A crew from the CBS Television Network came out in June to film at the restaurant and bar to include The Vine in a new series called “Destination – Chicago.” Airing on CBS and streaming internationally on Roku and Amazon Prime, the documentary-style series will feature businesses and attractions in Chicago.
Pruitt said the segment featuring The Vine is being edited and should air this winter.
“It’s just something to put a little pep in our step,” he said.
“This is our chance to show what we do and love, along with what Grayslake means to us,” he wrote to his followers on The Vine – Grayslake, IL Facebook page. “Not many places get a chance to share their story on a state or national level.”
Along with the call from CBS, the support shown this month also was unexpected. A recent fundraiser hosted by The Fogcutter restaurant in Lake Villa for The Vine raised more than $40,000. The effort is one of many put forth by Lake County businesses and community members to help the restaurant.
Support has ranged from the Dance Connection in Grayslake donating proceeds from couple’s lessons to Somethings Brewing Inc. in Grayslake providing free breakfast to workers as they repaired pipes at the business.
“It’s very humbling,” Pruitt said of the ongoing support. “It’s helped us keep going. … There’s a feeling of hope within us.”
Pruitt hit snags as he began construction in August on an expansion of the kitchen and patio space at the restaurant. Originally planned a while ago based on the growing popularity of the business, he had to put those expansion plans on hold during the pandemic.
He hopes to have the kitchen complete by this winter and a new patio space open by spring. Originally on a deck above ground, the outdoor space will become a more accessible brick patio space with a larger bar and band area and a fireplace.
Unexpected costs are straining the renovation budget, Pruitt said.
“It will definitely be tight getting to the end of the project. … We’re still going,” he said.
The underground oil tank came as a surprise to all and required a costly removal, he said.

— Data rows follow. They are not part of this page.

use crate::cells::{Cartesian2DCoordinate, CoordinateSmallVec};
use crate::utils::{fnv_hashset, FnvHashSet};

pub trait GridDisplay {
    /// Render the contents of a grid cell as text.
    /// The String should be 3 glyphs long, padded if required.
    fn render_cell_body(&self, _: Cartesian2DCoordinate) -> String {
        String::from("   ")
    }
}

/// Marks the cells of a goal path when rendering a grid as text.
#[derive(Debug)]
pub struct PathDisplay {
    on_path_coordinates: FnvHashSet<Cartesian2DCoordinate>,
}

impl PathDisplay {
    pub fn new(path: &[Cartesian2DCoordinate]) -> Self {
        let mut on_path_coordinates = fnv_hashset(path.len());
        on_path_coordinates.extend(path.iter().cloned());
        PathDisplay { on_path_coordinates }
    }
}

impl GridDisplay for PathDisplay {
    fn render_cell_body(&self, coord: Cartesian2DCoordinate) -> String {
        if self.on_path_coordinates.contains(&coord) {
            String::from(" . ")
        } else {
            String::from("   ")
        }
    }
}

/// Marks search start and goal cells when rendering a grid as text.
#[derive(Debug)]
pub struct StartEndPointsDisplay {
    start_coordinates: CoordinateSmallVec,
    end_coordinates: CoordinateSmallVec,
}

impl StartEndPointsDisplay {
    pub fn new(starts: CoordinateSmallVec, ends: CoordinateSmallVec) -> StartEndPointsDisplay {
        StartEndPointsDisplay {
            start_coordinates: starts,
            end_coordinates: ends,
        }
    }
}

impl GridDisplay for StartEndPointsDisplay {
    fn render_cell_body(&self, coord: Cartesian2DCoordinate) -> String {
        let contains_coordinate =
            |coordinates: &CoordinateSmallVec| coordinates.iter().any(|&c| c == coord);

        if contains_coordinate(&self.start_coordinates) {
            String::from(" S ")
        } else if contains_coordinate(&self.end_coordinates) {
            String::from(" E ")
        } else {
            String::from("   ")
        }
    }
}
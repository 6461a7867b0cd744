use criterion::{criterion_group, criterion_main, Criterion};
use mazetrace::{
    cells::Cartesian2DCoordinate,
    generators::RecursiveBacktracker,
    pathing::GoalTracker,
    units::{Height, Width},
};

fn completed_generator() -> RecursiveBacktracker {
    let mut generator = RecursiveBacktracker::new(Width(32),
                                                  Height(32),
                                                  Cartesian2DCoordinate::new(0, 0),
                                                  1234)
        .expect("valid bench parameters");
    while generator.step().still_advancing {}
    generator
}

fn bench_goal_scan_32(c: &mut Criterion) {
    let generator = completed_generator();
    // The cursor cell is always on the stack, so every scan walks and records a path.
    let goal = *generator.stack().last().expect("stack is never empty");

    c.bench_function("goal_scan_32", move |b| {
        b.iter(|| {
            let mut tracker = GoalTracker::new();
            tracker.check_goal_reached(generator.stack(), goal)
        })
    });
}

fn bench_goal_scan_cached_32(c: &mut Criterion) {
    let generator = completed_generator();
    let goal = *generator.stack().last().expect("stack is never empty");
    let mut tracker = GoalTracker::new();
    tracker.check_goal_reached(generator.stack(), goal);

    c.bench_function("goal_scan_cached_32", move |b| {
        b.iter(|| tracker.check_goal_reached(generator.stack(), goal))
    });
}

criterion_group!(benches, bench_goal_scan_32, bench_goal_scan_cached_32);
criterion_main!(benches);
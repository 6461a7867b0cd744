use error_chain::*;

error_chain! {

    errors {
        InvalidDimension(width: usize, height: usize) {
            description("grid dimensions must be at least 1x1")
            display("invalid grid dimension: {}x{}", width, height)
        }
        OutOfBounds(x: u32, y: u32) {
            description("coordinate is outside the grid")
            display("coordinate ({}, {}) is outside the grid", x, y)
        }
    }
}
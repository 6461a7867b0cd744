#[derive(Eq, PartialEq, Copy, Clone, Debug)]
pub struct Width(pub usize);

#[derive(Eq, PartialEq, Copy, Clone, Debug)]
pub struct Height(pub usize);
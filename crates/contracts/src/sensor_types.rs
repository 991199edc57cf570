//! 平台传感器常量表
//!
//! 传感器类型码与采样延迟档位。标签参数既可以写整数字面量，
//! 也可以写这里定义的常量名。

/// Platform sensor type code
pub type SensorTypeCode = i32;

/// Sampling delay hint
pub type DelayHint = i32;

/// 哨兵值：标签未指定传感器类型
pub const SENSOR_TYPE_UNSET: SensorTypeCode = -1;

/// 哨兵值：标签未指定延迟
pub const DELAY_UNSET: DelayHint = -1;

pub const TYPE_ACCELEROMETER: SensorTypeCode = 1;
pub const TYPE_MAGNETIC_FIELD: SensorTypeCode = 2;
pub const TYPE_ORIENTATION: SensorTypeCode = 3;
pub const TYPE_GYROSCOPE: SensorTypeCode = 4;
pub const TYPE_LIGHT: SensorTypeCode = 5;
pub const TYPE_PRESSURE: SensorTypeCode = 6;
pub const TYPE_PROXIMITY: SensorTypeCode = 8;
pub const TYPE_GRAVITY: SensorTypeCode = 9;
pub const TYPE_LINEAR_ACCELERATION: SensorTypeCode = 10;
pub const TYPE_ROTATION_VECTOR: SensorTypeCode = 11;
pub const TYPE_RELATIVE_HUMIDITY: SensorTypeCode = 12;
pub const TYPE_AMBIENT_TEMPERATURE: SensorTypeCode = 13;

/// 触发标签专用的传感器类型（固定映射）
pub const TYPE_SIGNIFICANT_MOTION: SensorTypeCode = 17;

pub const TYPE_STEP_DETECTOR: SensorTypeCode = 18;
pub const TYPE_STEP_COUNTER: SensorTypeCode = 19;
pub const TYPE_HEART_RATE: SensorTypeCode = 21;

pub const SENSOR_DELAY_FASTEST: DelayHint = 0;
pub const SENSOR_DELAY_GAME: DelayHint = 1;
pub const SENSOR_DELAY_UI: DelayHint = 2;
pub const SENSOR_DELAY_NORMAL: DelayHint = 3;

/// 常量名表 (name, code)
const SENSOR_TYPE_NAMES: &[(&str, SensorTypeCode)] = &[
    ("TYPE_ACCELEROMETER", TYPE_ACCELEROMETER),
    ("TYPE_MAGNETIC_FIELD", TYPE_MAGNETIC_FIELD),
    ("TYPE_ORIENTATION", TYPE_ORIENTATION),
    ("TYPE_GYROSCOPE", TYPE_GYROSCOPE),
    ("TYPE_LIGHT", TYPE_LIGHT),
    ("TYPE_PRESSURE", TYPE_PRESSURE),
    ("TYPE_PROXIMITY", TYPE_PROXIMITY),
    ("TYPE_GRAVITY", TYPE_GRAVITY),
    ("TYPE_LINEAR_ACCELERATION", TYPE_LINEAR_ACCELERATION),
    ("TYPE_ROTATION_VECTOR", TYPE_ROTATION_VECTOR),
    ("TYPE_RELATIVE_HUMIDITY", TYPE_RELATIVE_HUMIDITY),
    ("TYPE_AMBIENT_TEMPERATURE", TYPE_AMBIENT_TEMPERATURE),
    ("TYPE_SIGNIFICANT_MOTION", TYPE_SIGNIFICANT_MOTION),
    ("TYPE_STEP_DETECTOR", TYPE_STEP_DETECTOR),
    ("TYPE_STEP_COUNTER", TYPE_STEP_COUNTER),
    ("TYPE_HEART_RATE", TYPE_HEART_RATE),
];

const DELAY_NAMES: &[(&str, DelayHint)] = &[
    ("SENSOR_DELAY_FASTEST", SENSOR_DELAY_FASTEST),
    ("SENSOR_DELAY_GAME", SENSOR_DELAY_GAME),
    ("SENSOR_DELAY_UI", SENSOR_DELAY_UI),
    ("SENSOR_DELAY_NORMAL", SENSOR_DELAY_NORMAL),
];

/// 按常量名解析传感器类型码
pub fn sensor_type_code(name: &str) -> Option<SensorTypeCode> {
    SENSOR_TYPE_NAMES
        .iter()
        .find(|(n, _)| *n == name)
        .map(|(_, code)| *code)
}

/// 按类型码反查常量名（诊断输出用）
pub fn sensor_type_name(code: SensorTypeCode) -> Option<&'static str> {
    SENSOR_TYPE_NAMES
        .iter()
        .find(|(_, c)| *c == code)
        .map(|(n, _)| *n)
}

/// 按常量名解析延迟档位
pub fn delay_hint(name: &str) -> Option<DelayHint> {
    DELAY_NAMES
        .iter()
        .find(|(n, _)| *n == name)
        .map(|(_, delay)| *delay)
}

“Nobody ever knew it was there,” he said. “It was literally filled to the top with oil.”
The burst sewer line only added to the troubles, he said. A 3-foot-by-3-foot hole in the foundation ended up growing into a 12-by-12-foot-wide hole about 10 feet deep, he said. Having to close the restaurant for almost a week cost the business immensely, he said.
“It was definitely a hard five days, but I’m glad it’s behind us for the most part,” he said.
Through it all, as support has poured in, Pruitt has promised to pay it forward and plans to host a celebratory event for all who helped when renovations are complete.
Working in the restaurant industry since the age of 14, Pruitt always has viewed the job as more than just a business and has felt an obligation to give back to the community. Even during the challenges of the past month, he has continued to promote community events and fundraisers through social media and other means.
“When you work in the restaurant industry, especially the group we have, you have this camaraderie, a group of friends that become family,” he said. “I don’t feel like I can get that anywhere else.”